The involvement of Wnt signaling in physiological bone turnover may be the herald of calcification, as the process of calcifying smooth muscle cells resembles the process of osteogenesis. Vascular calcification is one of the most common locations of ectopic soft tissue calcification and represents the congregation of hydroxyapatite preferentially in the tunica media9 during diabetes and chronic kidney disease (CKD), and contributes to the development of hypertension and cardiovascular complications.93 The primary pathological process is that of the transition of mesenchymal VSMCs into a single-lineage osteogenic cell type.94 In the presence of calcified arterial plaques, a loss of elasticity increases the constant strain exerted on arteries resulting in VSMC proliferation and differentiation.6 In transformed VSMCs, osteogenic genes have been found, albeit their mRNA expression is significantly lower than in osteoblasts.95 Moreover, high plasma levels of calcium and phosphate initiate the process of calcium deposition in arteries by changing the phenotype of VSMCs and increasing the expression of osteogenic proteins.96, 97 The main regulatory mechanism involved in the process of calcification and plaque formation is the canonical Wnt signaling pathway.98 The target gene of the Wnt cascade is the transcription factor RUNX2 responsible for the phenotypic change of VSMC,7 osteoblast differentiation and initiation of calcification.24

The arterial Wnt signaling pathway is induced by hypercalcemia and hyperphosphatemia, RUNX2, BMP-2 and -4, and stress or injury, which results in the upregulation of Wnt-related genes.99 The Wnt signaling pathway induces vascular calcification by promoting the expression of genes responsible for VSMC differentiation like RUNX2 (osteogenic differentiation),100 VCAN (cell proliferation and migration due to vessel injury),101 OPG to inhibit osteoclast formation,102 and RANKL (responsible for the recruitment of osteoblast-like precursors).100

Wnt3a has been shown to activate β-catenin and RUNX2 expression, thereby increasing arterial calcium deposition and osteocalcin expression resulting in the promotion of VSMC calcification103 as well as migration by increased adherence to type 1 collagen fibrils.104 Moreover, Wnt7b plays a role in the development of neo-vasculature via the Wnt signaling pathway,105 while Wnt16 has been implicated in changing the phenotype of VSMCs from contractile to osteogenic lineage.106

Sclerostin: mechanism of action

Sclerostin, the product of the SOST gene107 and secreted by osteocytes,10 acts mainly in an autocrine and paracrine manner. The physiological role of sclerostin is the inhibition of bone formation and calcification,11 and it has been suggested that the serum concentration of sclerostin reflects the pool of mature osteocytes.107 Its expression was also detected in many other tissues, including the heart, lungs and cancers.108 The mechanisms of sclerostin action are summarized in Table 1.

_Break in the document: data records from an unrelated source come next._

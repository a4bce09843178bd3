use crate::diff::Motion;

use chessview_board::{BoardState, BoardWidget, Color, LastMove};
use std::fmt;

/// Board update produced by a single cursor transition
#[derive(Debug, Clone, PartialEq, Eq)]
pub enum BoardDelta {
    /// Replaces the whole position, used on resets and jumps
    FullSnapshot {
        fen: String,
        turn: Color,
        check: bool,
        last_move: Option<LastMove>,
    },
    /// Changes only the squares touched by one move
    PieceDiff {
        motion: Motion,
        turn: Color,
        check: bool,
        last_move: Option<LastMove>,
    },
}

impl BoardDelta {
    pub fn turn(&self) -> Color {
        match self {
            BoardDelta::FullSnapshot { turn, .. } | BoardDelta::PieceDiff { turn, .. } => *turn,
        }
    }

    pub fn check(&self) -> bool {
        match self {
            BoardDelta::FullSnapshot { check, .. } | BoardDelta::PieceDiff { check, .. } => *check,
        }
    }

    pub fn last_move(&self) -> Option<LastMove> {
        match self {
            BoardDelta::FullSnapshot { last_move, .. }
            | BoardDelta::PieceDiff { last_move, .. } => *last_move,
        }
    }

    pub fn is_snapshot(&self) -> bool {
        matches!(self, BoardDelta::FullSnapshot { .. })
    }

    /// Sends the delta to the widget
    ///
    /// Pieces are mutated first, then turn, check and highlight are set in one call.
    pub fn apply<W: BoardWidget + ?Sized>(self, board: &mut W) {
        let (fen, turn, check, last_move) = match self {
            BoardDelta::FullSnapshot {
                fen,
                turn,
                check,
                last_move,
            } => (Some(fen), turn, check, last_move),
            BoardDelta::PieceDiff {
                motion,
                turn,
                check,
                last_move,
            } => {
                match motion {
                    Motion::Move { from, to } => board.move_piece(from, to),
                    Motion::Drop { piece, to } => board.new_piece(piece, to),
                    Motion::Pieces(changes) => board.set_pieces(&changes),
                }
                (None, turn, check, last_move)
            }
        };
        board.set(BoardState {
            fen,
            turn: Some(turn),
            check: Some(check),
            last_move: Some(last_move),
            ..BoardState::default()
        });
    }
}

impl fmt::Display for BoardDelta {
    fn fmt(&self, f: &mut fmt::Formatter<'_>) -> Result<(), fmt::Error> {
        match self {
            BoardDelta::FullSnapshot { fen, .. } => write!(f, "snapshot {}", fen)?,
            BoardDelta::PieceDiff { motion, .. } => write!(f, "diff {}", motion)?,
        }
        write!(f, ", {} to move", self.turn())?;
        if self.check() {
            write!(f, ", check")?;
        }
        if let Some(last_move) = self.last_move() {
            write!(f, ", last move {}", last_move)?;
        }
        Ok(())
    }
}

Sclerostin is a soluble inhibitor of the canonical Wnt signaling pathway and therefore regulates the proliferation and differentiation of osteoblasts and bone formation.117 It antagonizes BMP signaling, thus stimulating osteoblast and osteocyte apoptosis.118, 119 The autocrine action of sclerostin also involves stimulating RANKL expression in osteocytes, thus supporting osteoclast activity and bone resorption.120 In addition, the paracrine action of sclerostin on osteoblasts and osteoclasts by the LRP5 receptor inhibits bone formation.121

Sclerostin signaling is modulated by numerous factors, including calcitriol, which facilitates its action by modulating the expression of LRP5/6, the sclerostin receptor. In addition, as shown in mice models, calcitriol enhances the expression of Dkk-1 and secretion of frizzled-related protein 2 (Sfrp2), which are antagonists of the Wnt signaling pathway.122 Other factors modulating the action of sclerostin are PTH,123 tumor necrosis factor alpha (TNF-α)110 and glucocorticoids.111

Thus, the physiological role of sclerostin in the regulation of bone mineralization is the inhibition of the canonical Wnt/β-catenin pathway via LRP5/6 binding109 It also enhances the degradation of β-catenin, resulting in the inhibition of osteoblast differentiation and proliferation.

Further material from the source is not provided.